- [YOUR OBJECTIVE]
I need every line of the material below that includes the string "async".

- [SUPPLIED DATA]
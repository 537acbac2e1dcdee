pub mod daemon;
pub mod item_add;
pub mod item_complete;
pub mod item_delete;
pub mod item_edit;
pub mod item_list;
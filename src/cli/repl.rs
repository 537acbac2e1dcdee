use clap::{Parser, Subcommand};

/// One line typed into the interactive shell.
#[derive(Parser, Debug)]
#[command(multicall = true)]
struct ReplLine {
    #[command(subcommand)]
    command: ReplCommand,
}

#[derive(Subcommand, Debug, Clone, PartialEq, Eq)]
pub enum ReplCommand {
    /// Refetch and show the list
    #[command(visible_alias = "ls")]
    List,
    /// Add an item
    Add {
        #[arg(required = true, num_args = 1..)]
        text: Vec<String>,
        #[arg(short, long, default_value = "")]
        description: String,
        #[arg(long, default_value = "")]
        due: String,
    },
    /// Edit an item
    Edit {
        id: u64,
        #[arg(num_args = 0..)]
        text: Vec<String>,
        #[arg(short, long)]
        description: Option<String>,
        #[arg(long)]
        due: Option<String>,
    },
    /// Delete an item
    #[command(visible_alias = "rm")]
    Delete { id: u64 },
    /// Mark an item completed
    #[command(visible_alias = "complete")]
    Done { id: u64 },
    /// Clear the current notification
    Dismiss,
    /// Leave the shell
    #[command(visible_alias = "exit")]
    Quit,
}

/// Split a line into words, honouring single and double quotes.
pub fn split_args(line: &str) -> Result<Vec<String>, String> {
    let mut args = Vec::new();
    let mut current = String::new();
    let mut quote: Option<char> = None;
    let mut in_word = false;

    for c in line.chars() {
        match quote {
            Some(q) if c == q => quote = None,
            Some(_) => current.push(c),
            None if c == '"' || c == '\'' => {
                quote = Some(c);
                in_word = true;
            }
            None if c.is_whitespace() => {
                if in_word {
                    args.push(std::mem::take(&mut current));
                    in_word = false;
                }
            }
            None => {
                current.push(c);
                in_word = true;
            }
        }
    }
    if quote.is_some() {
        return Err("Unterminated quote".to_string());
    }
    if in_word {
        args.push(current);
    }
    Ok(args)
}

/// Parse a shell line. Blank lines yield `Ok(None)`; the error is printable help or usage text.
pub fn parse_line(line: &str) -> Result<Option<ReplCommand>, String> {
    let args = split_args(line)?;
    if args.is_empty() {
        return Ok(None);
    }
    ReplLine::try_parse_from(args)
        .map(|l| Some(l.command))
        .map_err(|e| e.render().to_string())
}
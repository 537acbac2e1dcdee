mod date;

pub use date::{format_date, parse_date, DateError};

use std::path::PathBuf;

/// The name of the per-user data folder
pub const APP_FOLDER: &str = ".shopping-list";

/// Current daemon version
pub const APP_VERSION: &str = env!("CARGO_PKG_VERSION");

/// Get the path to `~/.shopping-list`, if a home directory is known
#[must_use]
pub fn get_app_dir() -> Option<PathBuf> {
    dirs::home_dir().map(|h| h.join(APP_FOLDER))
}

/// Current time as nanoseconds since the Unix epoch
#[must_use]
pub fn now_nanos() -> i64 {
    chrono::Utc::now().timestamp_nanos_opt().unwrap_or_default()
}

/// Format a path for display, replacing home directory with ~/
#[must_use]
pub fn format_display_path(path: &str) -> String {
    replace_homedir::replace_homedir(path, "~")
}

#[cfg(test)]
#[path = "utils_tests.rs"]
mod tests;
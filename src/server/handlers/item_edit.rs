use crate::server::proto::{EditItemRequest, EditItemResponse};
use crate::server::structured_error::to_error_json;
use crate::server::SharedStore;
use tonic::{Response, Status};
use tracing::{info, warn};

pub async fn edit_item(
    store: &SharedStore,
    req: EditItemRequest,
) -> Result<Response<EditItemResponse>, Status> {
    let id = req.id;
    let result = store
        .write()
        .await
        .edit_item(id, req.text, req.description, req.due_date);
    match result {
        Ok(()) => {
            info!(item_id = id, "Edited shopping item");
            Ok(Response::new(EditItemResponse {
                success: true,
                error: String::new(),
            }))
        }
        Err(e) => {
            warn!(item_id = id, "Edit rejected: {e}");
            Ok(Response::new(EditItemResponse {
                success: false,
                error: to_error_json(&e),
            }))
        }
    }
}
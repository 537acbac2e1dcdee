use std::fmt::Write as _;

use super::state::{NotificationKind, ShellState};
use crate::item::ShoppingItem;
use crate::utils::format_date;

/// One list line: `[x] 3  milk - semi-skimmed (due 2024-03-01)`.
#[must_use]
pub fn render_item(item: &ShoppingItem) -> String {
    let mark = if item.completed { "x" } else { " " };
    let mut line = format!("[{mark}] {:<3} {}", item.id, item.text);
    if !item.description.is_empty() {
        let _ = write!(line, " - {}", item.description);
    }
    if let Some(due) = item.due_date {
        let _ = write!(line, " (due {})", format_date(due));
    }
    line
}

/// Text view of the whole shell state.
#[must_use]
pub fn render_list(state: &ShellState) -> String {
    if state.loading {
        return "Loading...\n".to_string();
    }

    let mut out = String::from("Shopping List\n");
    if state.items.is_empty() {
        out.push_str("  (no items)\n");
    }
    for item in &state.items {
        out.push_str("  ");
        out.push_str(&render_item(item));
        out.push('\n');
    }
    if state.is_busy() {
        out.push_str("  ...\n");
    }
    if let Some(note) = &state.notification {
        let prefix = match note.kind {
            NotificationKind::Info => "",
            NotificationKind::Error => "error: ",
        };
        let _ = writeln!(out, "{prefix}{}", note.message);
    }
    out
}

#[cfg(test)]
mod tests {
    use super::*;

    #[test]
    fn test_render_item_pending() {
        let item = ShoppingItem::new(0, "milk".to_string(), String::new(), None, 1);
        assert_eq!(render_item(&item), "[ ] 0   milk");
    }

    #[test]
    fn test_render_item_completed_with_details() {
        let mut item = ShoppingItem::new(
            12,
            "cake".to_string(),
            "chocolate".to_string(),
            Some(1_709_251_200_000_000_000),
            1,
        );
        item.completed = true;
        assert_eq!(render_item(&item), "[x] 12  cake - chocolate (due 2024-03-01)");
    }

    #[test]
    fn test_render_loading() {
        assert_eq!(render_list(&ShellState::new()), "Loading...\n");
    }

    #[test]
    fn test_render_empty_list_with_error() {
        let mut state = ShellState::new();
        state.apply_listing(Vec::new());
        state.notify(NotificationKind::Error, "boom".to_string());
        assert_eq!(render_list(&state), "Shopping List\n  (no items)\nerror: boom\n");
    }

    #[test]
    fn test_render_busy_marker() {
        let mut state = ShellState::new();
        state.apply_listing(vec![ShoppingItem::new(1, "tea".to_string(), String::new(), None, 1)]);
        let _token = state.begin().unwrap();
        let out = render_list(&state);
        assert!(out.contains("[ ] 1   tea"));
        assert!(out.contains("  ...\n"));
    }
}
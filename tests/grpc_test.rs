#![allow(clippy::indexing_slicing)]
#![allow(clippy::unwrap_used, clippy::expect_used)]

mod common;

use std::time::Duration;

use common::spawn_server;
use shopping_list_daemon::client::{render_list, NotificationKind};
use shopping_list_daemon::{ClientError, ClientShell, ItemTransport};

#[tokio::test]
async fn test_transport_add_and_list() {
    let server = spawn_server().await;
    let mut transport = server.transport().await;

    let milk = transport
        .add_item("milk".to_string(), String::new(), None)
        .await
        .unwrap();
    let eggs = transport
        .add_item("eggs".to_string(), "free range".to_string(), None)
        .await
        .unwrap();
    assert_eq!((milk, eggs), (0, 1));

    let items = transport.get_items().await.unwrap();
    assert_eq!(items.len(), 2);
    assert_eq!(items[1].description, "free range");
    assert_eq!(server.store.read().await.len(), 2);
}

#[tokio::test]
async fn test_transport_not_found_is_store_error() {
    let server = spawn_server().await;
    let mut transport = server.transport().await;

    let err = transport.delete_item(5).await.unwrap_err();
    assert_eq!(err, ClientError::Store("Item not found: 5".to_string()));
}

#[tokio::test]
async fn test_shell_round_trip_through_daemon() {
    let server = spawn_server().await;
    let mut shell = ClientShell::new(server.transport().await);

    shell.load().await.unwrap();
    assert!(!shell.state().loading);
    assert!(shell.state().items.is_empty());

    shell.add_item("cake", "chocolate", "2024-03-01").await.unwrap();
    shell.add_item("milk", "", "").await.unwrap();
    shell.complete_item(0).await.unwrap();
    shell
        .edit_item(1, Some("oat milk"), None, None)
        .await
        .unwrap();

    let view = render_list(shell.state());
    assert!(view.contains("[x] 0   cake - chocolate (due 2024-03-01)"), "{view}");
    assert!(view.contains("[ ] 1   oat milk"), "{view}");
    assert!(view.contains("Updated item 1"), "{view}");
}

#[tokio::test]
async fn test_shell_sees_changes_from_other_clients_after_refetch() {
    let server = spawn_server().await;
    let mut shell = ClientShell::new(server.transport().await);
    let mut other = server.transport().await;

    shell.load().await.unwrap();
    other
        .add_item("bread".to_string(), String::new(), None)
        .await
        .unwrap();
    assert!(shell.state().items.is_empty());

    shell.add_item("milk", "", "").await.unwrap();
    let texts: Vec<&str> = shell
        .state()
        .items
        .iter()
        .map(|i| i.text.as_str())
        .collect();
    assert_eq!(texts, ["bread", "milk"]);
}

#[tokio::test]
async fn test_shell_failed_delete_keeps_cache() {
    let server = spawn_server().await;
    let mut shell = ClientShell::new(server.transport().await);
    shell.add_item("milk", "", "").await.unwrap();

    let err = shell.delete_item(7).await.unwrap_err();
    assert!(matches!(err, ClientError::Store(_)));
    assert_eq!(shell.state().items.len(), 1);
    let note = shell.state().notification.as_ref().unwrap();
    assert_eq!(note.kind, NotificationKind::Error);
    assert_eq!(note.message, "Failed to delete item: Item not found: 7");
    assert!(!shell.state().is_busy());
}

#[tokio::test]
async fn test_daemon_info_reports_count() {
    let server = spawn_server().await;
    let mut transport = server.transport().await;
    transport
        .add_item("milk".to_string(), String::new(), None)
        .await
        .unwrap();

    let info = transport.daemon_info().await.unwrap();
    assert_eq!(info.version, env!("CARGO_PKG_VERSION"));
    assert_eq!(info.item_count, 1);
}

#[tokio::test]
async fn test_shutdown_stops_server() {
    let server = spawn_server().await;
    let mut transport = server.transport().await;

    let resp = transport.shutdown(0).await.unwrap();
    assert!(resp.success);
    drop(transport);

    let joined = tokio::time::timeout(Duration::from_secs(5), server.handle)
        .await
        .expect("server did not stop in time");
    assert!(joined.unwrap().is_ok());
}
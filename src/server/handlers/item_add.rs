use crate::server::proto::{AddItemRequest, AddItemResponse};
use crate::server::structured_error::to_error_json;
use crate::server::SharedStore;
use tonic::{Response, Status};
use tracing::info;

pub async fn add_item(
    store: &SharedStore,
    req: AddItemRequest,
) -> Result<Response<AddItemResponse>, Status> {
    let result = store
        .write()
        .await
        .add_item(req.text, req.description, req.due_date);
    match result {
        Ok(id) => {
            info!(item_id = id, "Added shopping item");
            Ok(Response::new(AddItemResponse {
                success: true,
                error: String::new(),
                id,
            }))
        }
        Err(e) => Ok(Response::new(AddItemResponse {
            success: false,
            error: to_error_json(&e),
            id: 0,
        })),
    }
}
pub mod allocator;
pub mod logging;
pub mod math;
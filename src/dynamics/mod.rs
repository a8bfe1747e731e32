pub mod contact;
pub mod gravity;
pub mod integrator;
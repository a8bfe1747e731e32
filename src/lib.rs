//! Quadwrap – a 2D circle physics kernel for toroidal worlds.
//!
//! The crate pairs an arena-backed quadtree spatial index with a per-frame
//! physics integrator: interpenetration is resolved by a closed-form impulse
//! solve so one timestep separates overlapping bodies exactly, pairwise
//! gravity runs over a four-way entity partition, and ordered collision
//! events are delivered to game-specific [`Behavior`] callbacks. Layers may
//! be open squares or toroidally wrapped; every spatial query has a wrapped
//! twin.

pub mod config;
pub mod core;
pub mod dynamics;
pub mod spatial;
pub mod utils;
pub mod world;

pub use glam::Vec2;

pub use crate::config::PhysicsConfig;
pub use crate::core::{
    behavior::Behavior,
    entity::{CollisionType, Entity, Layer},
};
pub use crate::dynamics::{contact::CollisionEvent, gravity::GravityPartition};
pub use crate::spatial::{
    collision_tree::{CollisionTree, TraceHit},
    quadtree::{NodeIndex, OwnerSlot, QuadTree},
};
pub use crate::utils::allocator::{Arena, EntityId};
pub use crate::world::PhysicsWorld;
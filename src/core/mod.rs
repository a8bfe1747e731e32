pub mod behavior;
pub mod entity;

- [ANSWER BOX]
pub async fn edit_item(
async fn test_transport_add_and_list() {
async fn test_transport_not_found_is_store_error() {
async fn test_shell_round_trip_through_daemon() {
async fn test_shell_sees_changes_from_other_clients_after_refetch() {
async fn test_shell_failed_delete_keeps_cache() {
async fn test_daemon_info_reports_count() {
async fn test_shutdown_stops_server() {
pub async fn add_item(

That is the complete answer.